▶ [Prompt]:
Every line below that has the string "crystals" needs to be copied.

▶ [Data for the task]:

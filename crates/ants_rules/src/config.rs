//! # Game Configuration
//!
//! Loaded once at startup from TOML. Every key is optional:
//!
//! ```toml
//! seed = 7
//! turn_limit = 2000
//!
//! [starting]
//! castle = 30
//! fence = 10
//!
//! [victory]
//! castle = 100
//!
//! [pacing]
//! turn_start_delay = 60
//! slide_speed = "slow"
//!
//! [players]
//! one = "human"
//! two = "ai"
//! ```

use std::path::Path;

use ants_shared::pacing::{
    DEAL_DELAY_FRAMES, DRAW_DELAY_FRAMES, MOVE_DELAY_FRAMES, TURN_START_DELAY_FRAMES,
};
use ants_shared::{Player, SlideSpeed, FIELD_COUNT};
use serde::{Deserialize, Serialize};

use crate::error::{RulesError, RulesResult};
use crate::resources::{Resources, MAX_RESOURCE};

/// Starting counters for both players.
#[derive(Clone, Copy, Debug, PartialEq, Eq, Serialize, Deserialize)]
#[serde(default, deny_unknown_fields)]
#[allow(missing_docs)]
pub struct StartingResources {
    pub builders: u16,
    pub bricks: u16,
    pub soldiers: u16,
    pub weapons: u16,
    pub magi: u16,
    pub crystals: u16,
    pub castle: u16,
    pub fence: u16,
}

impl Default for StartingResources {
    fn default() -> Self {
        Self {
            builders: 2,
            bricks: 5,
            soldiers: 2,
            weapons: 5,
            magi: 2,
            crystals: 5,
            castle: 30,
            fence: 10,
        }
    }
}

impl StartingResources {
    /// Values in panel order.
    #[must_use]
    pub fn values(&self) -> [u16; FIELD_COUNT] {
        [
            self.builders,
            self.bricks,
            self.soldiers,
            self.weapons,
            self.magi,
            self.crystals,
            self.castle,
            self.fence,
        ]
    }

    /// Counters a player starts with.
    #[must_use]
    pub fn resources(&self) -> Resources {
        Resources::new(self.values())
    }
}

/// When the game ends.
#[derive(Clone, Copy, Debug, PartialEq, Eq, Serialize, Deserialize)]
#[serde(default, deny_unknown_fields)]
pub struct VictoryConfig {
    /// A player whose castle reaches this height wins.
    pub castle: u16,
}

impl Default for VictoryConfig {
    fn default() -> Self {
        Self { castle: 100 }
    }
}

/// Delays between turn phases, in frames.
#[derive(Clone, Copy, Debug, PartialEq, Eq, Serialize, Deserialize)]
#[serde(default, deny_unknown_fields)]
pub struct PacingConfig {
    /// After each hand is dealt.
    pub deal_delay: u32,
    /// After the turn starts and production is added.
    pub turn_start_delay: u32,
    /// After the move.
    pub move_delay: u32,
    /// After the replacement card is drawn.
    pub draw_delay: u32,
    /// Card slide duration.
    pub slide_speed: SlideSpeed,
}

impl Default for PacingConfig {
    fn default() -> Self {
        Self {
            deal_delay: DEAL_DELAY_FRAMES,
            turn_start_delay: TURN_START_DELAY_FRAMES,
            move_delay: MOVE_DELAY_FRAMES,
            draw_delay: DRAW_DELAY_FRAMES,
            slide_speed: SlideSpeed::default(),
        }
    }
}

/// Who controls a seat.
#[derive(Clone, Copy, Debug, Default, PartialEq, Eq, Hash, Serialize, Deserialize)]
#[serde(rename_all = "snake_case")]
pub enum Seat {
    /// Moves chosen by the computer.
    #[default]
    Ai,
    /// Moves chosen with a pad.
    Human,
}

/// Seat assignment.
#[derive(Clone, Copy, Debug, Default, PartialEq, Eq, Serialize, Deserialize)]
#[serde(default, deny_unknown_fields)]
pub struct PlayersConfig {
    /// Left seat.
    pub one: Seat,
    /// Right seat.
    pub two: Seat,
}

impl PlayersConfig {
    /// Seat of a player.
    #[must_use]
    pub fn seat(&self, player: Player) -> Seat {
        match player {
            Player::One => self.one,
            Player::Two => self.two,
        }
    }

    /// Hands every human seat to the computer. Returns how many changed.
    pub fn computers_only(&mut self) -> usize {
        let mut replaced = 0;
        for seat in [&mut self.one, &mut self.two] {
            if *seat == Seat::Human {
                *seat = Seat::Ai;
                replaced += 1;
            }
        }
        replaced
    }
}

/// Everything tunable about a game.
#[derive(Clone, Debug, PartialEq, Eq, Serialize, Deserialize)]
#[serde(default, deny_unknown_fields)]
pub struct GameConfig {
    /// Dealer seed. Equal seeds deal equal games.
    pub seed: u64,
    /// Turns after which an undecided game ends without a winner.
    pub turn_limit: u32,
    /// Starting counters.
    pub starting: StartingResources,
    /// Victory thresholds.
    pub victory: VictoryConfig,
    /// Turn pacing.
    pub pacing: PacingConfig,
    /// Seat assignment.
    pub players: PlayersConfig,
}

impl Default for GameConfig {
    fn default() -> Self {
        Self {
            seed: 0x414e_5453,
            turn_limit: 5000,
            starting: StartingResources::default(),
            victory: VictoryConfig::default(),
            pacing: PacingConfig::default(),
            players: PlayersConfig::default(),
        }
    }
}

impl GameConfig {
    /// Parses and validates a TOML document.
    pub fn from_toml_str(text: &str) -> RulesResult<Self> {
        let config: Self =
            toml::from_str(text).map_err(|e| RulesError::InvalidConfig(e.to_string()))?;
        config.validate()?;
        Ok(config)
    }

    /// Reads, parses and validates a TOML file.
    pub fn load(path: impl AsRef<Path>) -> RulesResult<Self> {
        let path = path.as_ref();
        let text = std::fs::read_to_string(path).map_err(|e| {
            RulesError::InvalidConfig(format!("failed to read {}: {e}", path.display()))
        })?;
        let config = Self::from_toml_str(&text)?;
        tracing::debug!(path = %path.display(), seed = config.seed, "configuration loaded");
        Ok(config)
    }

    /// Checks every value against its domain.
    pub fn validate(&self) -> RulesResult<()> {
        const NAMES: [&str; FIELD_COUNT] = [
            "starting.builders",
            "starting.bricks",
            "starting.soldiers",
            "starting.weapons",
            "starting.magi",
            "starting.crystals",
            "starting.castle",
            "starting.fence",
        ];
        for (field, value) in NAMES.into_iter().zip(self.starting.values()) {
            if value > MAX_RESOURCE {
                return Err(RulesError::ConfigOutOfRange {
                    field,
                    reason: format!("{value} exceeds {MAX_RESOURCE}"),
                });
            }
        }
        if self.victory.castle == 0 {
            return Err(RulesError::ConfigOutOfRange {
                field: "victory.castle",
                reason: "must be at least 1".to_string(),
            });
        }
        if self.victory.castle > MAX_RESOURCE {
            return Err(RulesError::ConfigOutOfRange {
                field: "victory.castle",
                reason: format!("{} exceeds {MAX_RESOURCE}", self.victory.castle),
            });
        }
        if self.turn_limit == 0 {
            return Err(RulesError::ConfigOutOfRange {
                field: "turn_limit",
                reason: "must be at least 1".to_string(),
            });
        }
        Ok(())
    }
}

▶ [Result for this exercise]:
    pub crystals: u16,
            crystals: 5,
            self.crystals,
            "starting.crystals",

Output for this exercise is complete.